For years after his time in Amazing Snakeheads antecedents The Birthday Party, Nick Cave exasperatedly tried to shed the übergoth tag conferred by demi-anthem ‘Release The Bats’. “It wasn’t ABOUT fuckin’ bats,” he’d grouse. The first song on ‘Amphetamine Ballads’ is called ‘I’m A Vampire’, and is not a detailed study of the vampiric lifestyle. Instead, its standout lyric, “She’s more beautiful than any woman I’ve met / And she fuckin’ knows it,” is a sentimental cousin of The Streets’ ‘Fit But You Know It’. With some of the biggest, hard rock riffs on the album, it’s a statement of intent.
It’s fair to say that The Amazing Snakeheads are not reinventing rock’n’roll, though. At most, they fashion somewhat unusual hybrids: armed with an extremely long chain, the repetitious thud of ‘Here It Comes Again’ links up Nirvana’s ‘School’ and ‘Rocket USA’ by Suicide. ‘Swamp Song’ seems indebted to the pots’n’pans clatter of Tom Waits; ‘Nighttime’ gestures towards the voodoo percussion wildness of Screamin’ Jay Hawkins and overwhelmingly cribs from The Cramps. The trio, you suspect, are acutely aware of rock’n’roll cliché, but when Barclay gurgles “they say I’m bad, I’m bad to the bone,” he threatens to cross the line into self-parody. You’re not exactly Lemmy yet, chief.
Perhaps mindful of the punky chaos fans will have experienced at an Amazing Snakeheads live show, ‘Amphetamine Ballads’ is a willfully frontloaded album.
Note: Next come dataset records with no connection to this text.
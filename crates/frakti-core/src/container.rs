//! Container Lifecycle (C6, spec §4.6, §4.6.1): the hypervisor backend's
//! container operations and the Exec/Attach streaming protocol built on top
//! of the Stream Extractor (C2).

use crate::backend::{ContainerBackend, ContainerSpec};
use crate::error::{FraktiError, Result};
use crate::name::{build_container_name, build_labels_with_annotations, get_annotations_from_labels};
use crate::stream::StreamExtractor;
use crate::types::{Container, ContainerState, VolumeMount};
use std::collections::HashMap;
use std::sync::Arc;
use tokio::io::{AsyncRead, AsyncReadExt, AsyncWrite, AsyncWriteExt};
use tokio::sync::mpsc;

const STDIN_CHUNK_SIZE: usize = 1024;
/// Padding added to the caller's stop timeout before it is handed to the
/// backend's own stop RPC, so the backend always has a chance to report a
/// timeout error itself rather than being cut off by the shim first.
const STOP_TIMEOUT_PADDING_SECS: u64 = 5;
const STOP_TIMEOUT_FLOOR_SECS: u64 = 120;

#[derive(Debug, Clone, Default)]
pub struct ContainerConfig {
    pub name: String,
    pub image: String,
    pub image_ref: String,
    pub working_dir: String,
    pub tty: bool,
    pub args: Vec<String>,
    pub command: Vec<String>,
    pub env: Vec<(String, String)>,
    pub labels: HashMap<String, String>,
    pub annotations: HashMap<String, String>,
    pub privileged: bool,
    pub mounts: Vec<VolumeMount>,
}

#[derive(Debug, Clone, Default)]
pub struct ContainerFilter {
    pub id: Option<String>,
    pub sandbox_id: Option<String>,
    pub state: Option<ContainerState>,
    pub label_selector: HashMap<String, String>,
}

fn matches_filter(container: &Container, filter: &ContainerFilter) -> bool {
    if let Some(id) = &filter.id {
        if &container.id != id {
            return false;
        }
    }
    if let Some(sandbox_id) = &filter.sandbox_id {
        if &container.sandbox_id != sandbox_id {
            return false;
        }
    }
    if let Some(state) = filter.state {
        if container.state != state {
            return false;
        }
    }
    filter
        .label_selector
        .iter()
        .all(|(k, v)| container.labels.get(k) == Some(v))
}

pub struct ContainerManager {
    backend: Arc<dyn ContainerBackend>,
}

impl ContainerManager {
    pub fn new(backend: Arc<dyn ContainerBackend>) -> Self {
        Self { backend }
    }

    /// CreateContainer, spec §4.6: rejected up front when the caller asks for
    /// a privileged container — the hypervisor backend cannot honor it.
    pub async fn create_container(
        &self,
        sandbox_id: &str,
        pod_name: &str,
        namespace: &str,
        pod_uid: &str,
        attempt: u32,
        config: &ContainerConfig,
    ) -> Result<String> {
        if config.privileged {
            return Err(FraktiError::invalid_argument(
                "hypervisor backend cannot run privileged containers",
            ));
        }

        let name = build_container_name(&config.name, pod_name, namespace, pod_uid, attempt);
        let labels = build_labels_with_annotations(&config.labels, &config.annotations);

        let spec = ContainerSpec {
            name,
            image: config.image.clone(),
            working_dir: config.working_dir.clone(),
            tty: config.tty,
            args: config.args.clone(),
            command: config.command.clone(),
            env: config.env.clone(),
            labels,
            privileged: false,
            mounts: config.mounts.clone(),
        };

        self.backend.create_container(sandbox_id, spec).await
    }

    /// StartContainer, spec §4.6: the backend has no per-container start, so
    /// the whole pod is stopped then restarted. This is a documented side
    /// effect (sibling containers restart too), not a bug to silently fix.
    pub async fn start_container(
        &self,
        container_id: &str,
        sandbox_id: &str,
        pod_backend: &dyn crate::backend::PodBackend,
    ) -> Result<()> {
        pod_backend.stop_pod(sandbox_id).await?;
        pod_backend.start_pod(sandbox_id).await?;
        self.backend.start_container(container_id).await
    }

    /// StopContainer, spec §4.6: skip if already not running; pad the
    /// caller's timeout before handing it to the backend.
    pub async fn stop_container(&self, id: &str, timeout_secs: u64) -> Result<()> {
        let info = self.backend.container_info(id).await?;
        if info.state != ContainerState::Running {
            return Ok(());
        }
        let padded = (timeout_secs + STOP_TIMEOUT_PADDING_SECS).max(STOP_TIMEOUT_FLOOR_SECS);
        self.backend.stop_container(id, padded).await
    }

    /// RemoveContainer, spec §4.6: not-found is mapped to success.
    pub async fn remove_container(&self, id: &str) -> Result<()> {
        match self.backend.remove_container(id).await {
            Ok(()) => Ok(()),
            Err(e) if e.is_not_found() => Ok(()),
            Err(e) => Err(e),
        }
    }

    /// ListContainers, spec §4.6: one `ContainerInfo` fetch per entry (needed
    /// to recover annotations), filtered on every dimension.
    pub async fn list_containers(&self, filter: &ContainerFilter) -> Result<Vec<Container>> {
        let infos = self.backend.list_containers().await?;
        let containers: Vec<Container> = infos
            .into_iter()
            .map(|info| Container {
                id: info.id,
                sandbox_id: info.pod_id,
                name: info.name,
                attempt: 0,
                image: info.image,
                image_ref: info.image_ref,
                annotations: get_annotations_from_labels(&info.labels),
                labels: info.labels,
                state: info.state,
                created_at_ns: info.created_at_unix_secs * 1_000_000_000,
                started_at_ns: info.started_at_unix_secs.map(|s| s * 1_000_000_000),
                finished_at_ns: info.finished_at_unix_secs.map(|s| s * 1_000_000_000),
                exit_code: info.exit_code,
                reason: info.reason,
                mounts: vec![],
            })
            .filter(|c| matches_filter(c, filter))
            .collect();
        Ok(containers)
    }

    /// ContainerStatus, spec §4.6: mounts are joined in by the caller (the
    /// dispatcher has the pod-level volume list); this fetch only resolves
    /// the backend-reported fields.
    pub async fn container_status(&self, id: &str, mounts: Vec<VolumeMount>) -> Result<Container> {
        let info = self.backend.container_info(id).await?;
        Ok(Container {
            id: info.id,
            sandbox_id: info.pod_id,
            name: info.name,
            attempt: 0,
            image: info.image,
            image_ref: info.image_ref,
            annotations: get_annotations_from_labels(&info.labels),
            labels: info.labels,
            state: info.state,
            created_at_ns: info.created_at_unix_secs * 1_000_000_000,
            started_at_ns: info.started_at_unix_secs.map(|s| s * 1_000_000_000),
            finished_at_ns: info.finished_at_unix_secs.map(|s| s * 1_000_000_000),
            exit_code: info.exit_code,
            reason: info.reason,
            mounts,
        })
    }

    /// Exec, spec §4.6.1: `ExecCreate` then a bidirectional `ExecStart`
    /// stream driven by two cooperative tasks (stdin writer, stdout/stderr
    /// reader through the Stream Extractor), joined before `Wait`.
    pub async fn exec<R, W1, W2>(
        &self,
        container_id: &str,
        cmd: Vec<String>,
        tty: bool,
        mut stdin: R,
        mut stdout: W1,
        mut stderr: W2,
        timeout_secs: i64,
    ) -> Result<i32>
    where
        R: AsyncRead + Unpin + Send + 'static,
        W1: AsyncWrite + Unpin + Send,
        W2: AsyncWrite + Unpin + Send,
    {
        if timeout_secs < 0 {
            return Err(FraktiError::invalid_argument("exec timeout must not be negative"));
        }

        let body = self.exec_body(container_id, cmd, tty, stdin, stdout, stderr);
        if timeout_secs == 0 {
            return body.await;
        }
        match tokio::time::timeout(std::time::Duration::from_secs(timeout_secs as u64), body).await {
            Ok(result) => result,
            Err(_) => Err(FraktiError::deadline_exceeded(format!(
                "exec on container {container_id} did not finish within {timeout_secs}s"
            ))),
        }
    }

    /// Exec's actual body, split out so `exec` can wrap it in a deadline
    /// (spec §4.6.1: `timeout > 0` maps to an RPC deadline).
    async fn exec_body<R, W1, W2>(
        &self,
        container_id: &str,
        cmd: Vec<String>,
        tty: bool,
        mut stdin: R,
        mut stdout: W1,
        mut stderr: W2,
    ) -> Result<i32>
    where
        R: AsyncRead + Unpin + Send + 'static,
        W1: AsyncWrite + Unpin + Send,
        W2: AsyncWrite + Unpin + Send,
    {
        let exec_id = self.backend.exec_create(container_id, cmd, tty).await?;

        let (stdin_tx, stdin_rx) = mpsc::channel::<Vec<u8>>(16);
        let (output_tx, mut output_rx) = mpsc::channel::<Vec<u8>>(16);

        let backend = Arc::clone(&self.backend);
        let container_id_owned = container_id.to_string();
        let exec_id_owned = exec_id.clone();
        let stream_task = tokio::spawn(async move {
            backend
                .exec_start(&container_id_owned, &exec_id_owned, stdin_rx, output_tx)
                .await
        });

        let stdin_task = tokio::spawn(async move {
            let mut buf = vec![0u8; STDIN_CHUNK_SIZE];
            loop {
                let n = match stdin.read(&mut buf).await {
                    Ok(0) => break,
                    Ok(n) => n,
                    Err(_) => break,
                };
                if stdin_tx.send(buf[..n].to_vec()).await.is_err() {
                    break;
                }
            }
        });

        let mut extractor = StreamExtractor::new(tty);
        let drain_task = async {
            while let Some(chunk) = output_rx.recv().await {
                let extracted = extractor.extract(&chunk)?;
                if !extracted.stdout.is_empty() {
                    stdout
                        .write_all(&extracted.stdout)
                        .await
                        .map_err(FraktiError::from)?;
                }
                if !extracted.stderr.is_empty() {
                    stderr
                        .write_all(&extracted.stderr)
                        .await
                        .map_err(FraktiError::from)?;
                }
            }
            Ok::<(), FraktiError>(())
        };

        let (stream_result, drain_result) = tokio::join!(stream_task, drain_task);
        stream_result.map_err(|e| FraktiError::protocol_error(e.to_string()))??;
        drain_result?;
        let _ = stdin_task.await;

        self.backend.wait(container_id, &exec_id).await
    }
}

#[cfg(test)]
mod tests {
    use super::*;
    use crate::backend::fakes::FakeBackend;

    #[tokio::test]
    async fn create_container_rejects_privileged() {
        let backend = Arc::new(FakeBackend::new());
        let mgr = ContainerManager::new(backend);
        let config = ContainerConfig {
            name: "web".into(),
            privileged: true,
            ..Default::default()
        };
        let err = mgr
            .create_container("pod-1", "my-pod", "default", "uid-1", 0, &config)
            .await
            .unwrap_err();
        assert!(matches!(err, FraktiError::InvalidArgument { .. }));
    }

    #[tokio::test]
    async fn stop_container_skips_when_not_running() {
        let backend = Arc::new(FakeBackend::new());
        let mgr = ContainerManager::new(backend.clone());
        let config = ContainerConfig {
            name: "web".into(),
            ..Default::default()
        };
        let id = mgr
            .create_container("pod-1", "my-pod", "default", "uid-1", 0, &config)
            .await
            .unwrap();
        // freshly created, not started: state is Created, not Running.
        mgr.stop_container(&id, 10).await.unwrap();
    }

    #[tokio::test]
    async fn remove_container_maps_not_found_to_success() {
        let backend = Arc::new(FakeBackend::new());
        let mgr = ContainerManager::new(backend);
        mgr.remove_container("never-existed").await.unwrap();
    }

    #[tokio::test]
    async fn exec_rejects_negative_timeout() {
        let backend = Arc::new(FakeBackend::new());
        let mgr = ContainerManager::new(backend);
        let err = mgr
            .exec(
                "ctr-1",
                vec!["true".into()],
                false,
                tokio::io::empty(),
                Vec::new(),
                Vec::new(),
                -1,
            )
            .await
            .unwrap_err();
        assert!(matches!(err, FraktiError::InvalidArgument { .. }));
    }

    #[tokio::test]
    async fn exec_enforces_caller_deadline() {
        let backend = Arc::new(FakeBackend::new());
        *backend.stall_exec.lock().unwrap() = true;
        let mgr = ContainerManager::new(backend);
        let err = mgr
            .exec(
                "ctr-1",
                vec!["sleep".into()],
                false,
                tokio::io::empty(),
                Vec::new(),
                Vec::new(),
                1,
            )
            .await
            .unwrap_err();
        assert!(matches!(err, FraktiError::DeadlineExceeded { .. }));
    }
}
The first four songs are all under four minutes, with the remaining six longer, stranger and more contemplative. ‘Where Is My Knife?’ touts gleaming guitars, march-to-your-doom drumbeats and handclaps in a malevolent, Gun Club-y take on the urban blues. There’s a saxophone on ‘Memories’, strong words softly spoken on ‘Heading For Heartbreak’ (it’s not just Barclay’s heavy Glaswegian accent that might have you recalling Arab Strap amid the jazz-tinged gloom) and abandonment of rock tropes on ‘Tiger By The Tail’: frail desert blues-y guitar, ghostly French chanson, slowness and lack of overt drama, but no rock. The way ‘Tiger…’ departs into the mist, quiet enough to be almost unheard, is the trio’s boldest move.
Overall, ‘Amphetamine Ballads’ showcases a group with good taste, to quote The Cramps, and the ability to cook up an adrenalised racket or a melancholy fog. There aren’t quite enough classic songs here to render their voice vital, but as long as boring bands exist, this kind of piss and vinegar will always be welcome.